Ma anche nella versione “corta”, quella ormai standard, il film negli altri cinema nazionali continuava a languire. Fu, comunque, selezionato in concorso a Cannes, dove vinse il Gran Prix speciale della giuria. Un riconoscimento meritato e importante per consentirgli di poter mettere in lavorazione il suo terzo film “Stanno tutti bene”, che non viene inserito nella “tetralogia siciliana” del regista (“Nuovo cinema Paradiso”, “L’uomo delle stelle”, “Malèna” e “Baarìa”), perché in gran parte è girato nel resto d’Italia.

Ma due formidabili sequenze furono realizzate proprio nel Messinese: nella parte finale a Forza d’Agrò, sito del cimitero dove il protagonista Matteo Scuro (Marcello Mastroianni), sulla tomba della moglie, esclama la frase – una patetica e scusabile bugia – che dà il titolo al film. Mentre i “laghetti” di Marinello, l’oasi naturale sotto il Santuario di Tindari, sono immortalati nell’incubo di Matteo Scuro che teme che i suoi figli, bambini, vengano portati via da un’inquietante mongolfiera nera.

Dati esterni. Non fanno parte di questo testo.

//! Storefront domain model
pub mod aggregates;
pub mod events;
pub mod value_objects;
//! Aggregates module
pub mod product;
pub mod order;
pub mod cart;

pub use product::{PerfumeCategory, Product, ProductSnapshot};
pub use order::{compose_direct_notes, compose_notes, Customer, NewOrder, Order, OrderItem, OrderStatus, PaymentMethod, ShippingDetails, WalletPayment};
pub use cart::{Cart, CartEntry, CartState};
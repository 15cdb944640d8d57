//! Client-local cart persistence
//!
//! The cart is stored as one JSON document under a fixed key of a
//! localStorage-like key/value store. Every save overwrites the whole record.

mod background;
mod file;
mod memory;

pub use background::BackgroundWriter;
pub use file::FileStorage;
pub use memory::MemoryStorage;

use serde::{Deserialize, Serialize};
use std::sync::Arc;
use thiserror::Error;
use crate::domain::aggregates::{CartEntry, ProductSnapshot};
use crate::domain::value_objects::{ProductId, Quantity};

pub const CART_STORAGE_KEY: &str = "relieve-cart";

#[derive(Error, Debug)]
pub enum PersistenceError {
    #[error("storage I/O error: {0}")]
    Io(#[from] std::io::Error),

    #[error("malformed cart record: {0}")]
    Malformed(#[from] serde_json::Error),

    #[error("storage unavailable: {0}")]
    Unavailable(String),

    #[error("background writer has shut down")]
    WriterClosed,
}

pub type Result<T> = std::result::Result<T, PersistenceError>;

/// Port the cart store persists through.
pub trait CartPersistence: Send + Sync {
    fn load(&self) -> Result<Vec<CartEntry>>;
    fn save(&self, entries: &[CartEntry]) -> Result<()>;
}

impl<P: CartPersistence + ?Sized> CartPersistence for Arc<P> {
    fn load(&self) -> Result<Vec<CartEntry>> { (**self).load() }
    fn save(&self, entries: &[CartEntry]) -> Result<()> { (**self).save(entries) }
}

impl<P: CartPersistence + ?Sized> CartPersistence for Box<P> {
    fn load(&self) -> Result<Vec<CartEntry>> { (**self).load() }
    fn save(&self, entries: &[CartEntry]) -> Result<()> { (**self).save(entries) }
}

/// String key/value store with browser localStorage semantics.
pub trait KeyValueStorage: Send + Sync {
    fn get_item(&self, key: &str) -> Result<Option<String>>;
    fn set_item(&self, key: &str, value: &str) -> Result<()>;
    fn remove_item(&self, key: &str) -> Result<()>;
}

/// On-disk shape of one entry. Quantities are read leniently so that a
/// record with a zero or negative quantity drops that entry instead of the cart.
#[derive(Serialize, Deserialize)]
struct StoredEntry {
    product_id: ProductId,
    quantity: i64,
    #[serde(default)]
    product: Option<ProductSnapshot>,
}

impl From<&CartEntry> for StoredEntry {
    fn from(e: &CartEntry) -> Self {
        Self { product_id: e.product_id.clone(), quantity: i64::from(e.quantity.value()), product: e.product.clone() }
    }
}

/// Cart persistence over any key/value storage, under `CART_STORAGE_KEY`.
pub struct LocalCartPersistence<S> {
    storage: S,
    key: String,
}

impl<S: KeyValueStorage> LocalCartPersistence<S> {
    pub fn new(storage: S) -> Self { Self::with_key(storage, CART_STORAGE_KEY) }
    pub fn with_key(storage: S, key: impl Into<String>) -> Self { Self { storage, key: key.into() } }
}

impl<S: KeyValueStorage> CartPersistence for LocalCartPersistence<S> {
    fn load(&self) -> Result<Vec<CartEntry>> {
        let Some(raw) = self.storage.get_item(&self.key)? else { return Ok(Vec::new()) };
        let stored: Vec<StoredEntry> = serde_json::from_str(&raw)?;
        let total = stored.len();
        let entries: Vec<CartEntry> = stored
            .into_iter()
            .filter_map(|s| Quantity::new(s.quantity).map(|q| CartEntry::new(s.product_id, q, s.product)))
            .collect();
        if entries.len() != total {
            tracing::debug!(dropped = total - entries.len(), "Dropped stored cart entries with non-positive quantity");
        }
        Ok(entries)
    }

    fn save(&self, entries: &[CartEntry]) -> Result<()> {
        let stored: Vec<StoredEntry> = entries.iter().map(StoredEntry::from).collect();
        let raw = serde_json::to_string(&stored)?;
        self.storage.set_item(&self.key, &raw)
    }
}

Proprio mentre Tornatore stava girando quella scena sulla spiaggia con l’indimenticabile Mastroianni, nell’ottobre 1989, giunse la notizia che l’Italia aveva designato “Nuovo cinema Paradiso” per la corsa alla nomination all'Oscar come miglior film straniero, conclusa trionfalmente nel marzo 1990 a Hollywood.

Per questo Peppuccio Tornatore viene in riva allo Stretto appena gli è possibile: per accompagnare il lancio di ogni suo nuovo film, per ricevere altri riconoscimenti (nel giugno 2010 ha ricevuto il XVI premio internazionale Bonino), ma soprattutto per sentirsi a casa, tra amici.

E resteranno profetiche le parole di Tornatore nella “Saletta Milani” nell’ ’89: «Stavo sognando che gli spettatori messinesi fossero gli spettatori di tutto il mondo, che quindi il mio film aveva avuto un immenso successo e aveva vinto l'Oscar. Ma grazie a voi sono contento lo stesso, come se l’Oscar l’avessi vinto davvero».

Per fortuna, come nelle belle storie che si rispettino, i sogni possono diventare realtà.